To the liberals: Yada yada yada... complain, grumble, namecall, demean, disassociate, slander, diminish, believe you are only correct... I've heard it all before. You liberals still don't get it do you?

$14 TRILLION IN DEBT!!!

The last $4 TRILLION caused by Obama. He is NOT heading us in the right direction. He is taking ALL of us over the cliff. You just don't see it, do you? All you want to do is blame republicans. This is getting rediculous. The driver of the bus is blind or he's a meniacle fiend!

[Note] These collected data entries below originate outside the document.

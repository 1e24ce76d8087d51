//! Parameter types for image writes.
//!
//! These structs describe *what* to write, not *how* to write it. They are the
//! interface between the [`ImageSave`](crate::nodes::ImageSave) node (which
//! decides filenames and per-format options) and the
//! [`backend`](super::backend) (which does the actual encoding). This
//! separation allows swapping backends (e.g. for testing with a mock) without
//! changing the save logic.
//!
//! ## Types
//!
//! - [`Quality`] — Lossy encoding quality (1–100, default 95). Clamped on construction.
//! - [`Dpi`] — Print density (1–2400, default 300). Clamped on construction.
//! - [`OutputFormat`] — The raster encoder a write goes through.
//! - [`Extension`] — A validated file extension from the allow-list, with PNG fallback.
//! - [`WriteParams`] — Full specification for one file write.

use std::fmt;
use std::path::PathBuf;

/// Extensions accepted by the image saver, in the order the host lists them.
pub const ALLOWED_EXTENSIONS: &[&str] = &["png", "jpg", "jpeg", "gif", "tiff", "bmp"];

/// Quality setting for lossy image encoding (1-100).
#[derive(Debug, Clone, Copy, PartialEq, Eq)]
pub struct Quality(pub u8);

impl Quality {
    pub fn new(value: u32) -> Self {
        Self(value.clamp(1, 100) as u8)
    }

    pub fn value(self) -> u8 {
        self.0
    }
}

impl Default for Quality {
    fn default() -> Self {
        Self(95)
    }
}

/// Dots per inch written into formats that carry a density header.
#[derive(Debug, Clone, Copy, PartialEq, Eq)]
pub struct Dpi(pub u16);

impl Dpi {
    pub fn new(value: u32) -> Self {
        Self(value.clamp(1, 2400) as u16)
    }

    pub fn value(self) -> u16 {
        self.0
    }
}

impl Default for Dpi {
    fn default() -> Self {
        Self(300)
    }
}

/// Encoder selected for a write.
#[derive(Debug, Clone, Copy, PartialEq, Eq)]
pub enum OutputFormat {
    Png,
    Jpeg,
    Gif,
    Tiff,
    Bmp,
}

impl OutputFormat {
    fn from_extension(ext: &str) -> Option<Self> {
        match ext {
            "png" => Some(Self::Png),
            "jpg" | "jpeg" => Some(Self::Jpeg),
            "gif" => Some(Self::Gif),
            "tiff" => Some(Self::Tiff),
            "bmp" => Some(Self::Bmp),
            _ => None,
        }
    }
}

/// A file extension that passed the allow-list.
///
/// Keeps the spelling the caller asked for (`jpg` and `jpeg` both map to
/// [`OutputFormat::Jpeg`] but produce different suffixes).
#[derive(Debug, Clone, PartialEq, Eq)]
pub struct Extension {
    suffix: String,
    format: OutputFormat,
}

impl Extension {
    /// Validate `requested` against [`ALLOWED_EXTENSIONS`].
    ///
    /// Matching is case-sensitive. Returns `None` for anything outside the list.
    pub fn parse(requested: &str) -> Option<Self> {
        OutputFormat::from_extension(requested).map(|format| Self {
            suffix: requested.to_string(),
            format,
        })
    }

    /// Validate `requested`, substituting `png` when it is not allowed.
    ///
    /// The second element is `true` when the fallback was taken so the caller
    /// can warn about it.
    pub fn parse_or_png(requested: &str) -> (Self, bool) {
        match Self::parse(requested) {
            Some(ext) => (ext, false),
            None => (Self::png(), true),
        }
    }

    pub fn png() -> Self {
        Self {
            suffix: "png".to_string(),
            format: OutputFormat::Png,
        }
    }

    pub fn suffix(&self) -> &str {
        &self.suffix
    }

    pub fn format(&self) -> OutputFormat {
        self.format
    }
}

impl fmt::Display for Extension {
    fn fmt(&self, f: &mut fmt::Formatter<'_>) -> fmt::Result {
        write!(f, ".{}", self.suffix)
    }
}

/// Parameters for writing one image to disk.
///
/// Fields a format does not support are left at `None`/empty by
/// [`WriteParams::for_extension`], so a backend can write whatever it is
/// handed without re-deciding the per-format rules.
#[derive(Debug, Clone, PartialEq)]
pub struct WriteParams {
    pub output: PathBuf,
    pub format: OutputFormat,
    pub quality: Option<Quality>,
    pub dpi: Option<Dpi>,
    pub optimize: bool,
    /// `(keyword, text)` pairs for PNG `tEXt` chunks.
    pub text: Vec<(String, String)>,
}

/// The user-facing encoding knobs, before the per-format matrix is applied.
#[derive(Debug, Clone, PartialEq)]
pub struct EncodeOptions {
    pub quality: Quality,
    pub dpi: Dpi,
    pub optimize: bool,
    /// Already JSON-encoded prompt, or `None` when no prompt was supplied.
    pub prompt: Option<String>,
}

impl WriteParams {
    /// Apply the per-format option matrix:
    ///
    /// | format | quality | dpi | optimize | prompt text |
    /// |---|---|---|---|---|
    /// | jpeg | yes | yes | yes | no |
    /// | tiff | yes | no | yes | no |
    /// | bmp | no | no | no | no |
    /// | png / gif | no | no | yes | yes (PNG only carries it) |
    pub fn for_extension(output: PathBuf, ext: &Extension, opts: &EncodeOptions) -> Self {
        let prompt_text = || {
            opts.prompt
                .iter()
                .map(|p| ("prompt".to_string(), p.clone()))
                .collect::<Vec<_>>()
        };
        let format = ext.format();
        match format {
            OutputFormat::Jpeg => Self {
                output,
                format,
                quality: Some(opts.quality),
                dpi: Some(opts.dpi),
                optimize: opts.optimize,
                text: Vec::new(),
            },
            OutputFormat::Bmp => Self {
                output,
                format,
                quality: None,
                dpi: None,
                optimize: false,
                text: Vec::new(),
            },
            OutputFormat::Tiff => Self {
                output,
                format,
                quality: Some(opts.quality),
                dpi: None,
                optimize: opts.optimize,
                text: Vec::new(),
            },
            OutputFormat::Png | OutputFormat::Gif => Self {
                output,
                format,
                quality: None,
                dpi: None,
                optimize: opts.optimize,
                text: prompt_text(),
            },
        }
    }
}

How you liberals can support Obama is beyond me. We are heading for a crash of epic proportions and the leader of this nation is taking us there in lightspeed. It is NOT corporations... it is NOT big business - what would it benefit them if our economy fails? Ask yourself the question... what would it benefit Obama if our economy fails? The rule of law would crumble and he would still have control over the military. Think people!!! 1932 Germany come to mind? We all know how well that ended.

Wake UP America!!! Please!

  • 4 votes
#1.59 - Mon Apr 25, 2011 2:42 PM EDT

John B. - Maybe Christians can't agree on it because some of them belong to the church of Laceodea. If you aren't familiar with this Church, then the information is useless to you. Laceodea isn't so much an actual church as it is a way of teaching non-truth with semi-truth. People are easily deceived.

In plain speak concerning homosexuality, and the reason a lot of liberals hate Christians, look up the following Biblical text concerning homosexuality.

I Corintians 6:9

I Timothy 1:10

Leviticus 18:22

Maybe you will understand why homosexuality can not mix with being a Christian. Remember, I didn't write these passages, but I do understand them and I don't think they are up for interpretation. What it leaves is one thing. Choice. You either accept them for what they are, or you don't. It's not my place to tell you or anyone else to accept them... that is solely left up to you and any individual who happens across them.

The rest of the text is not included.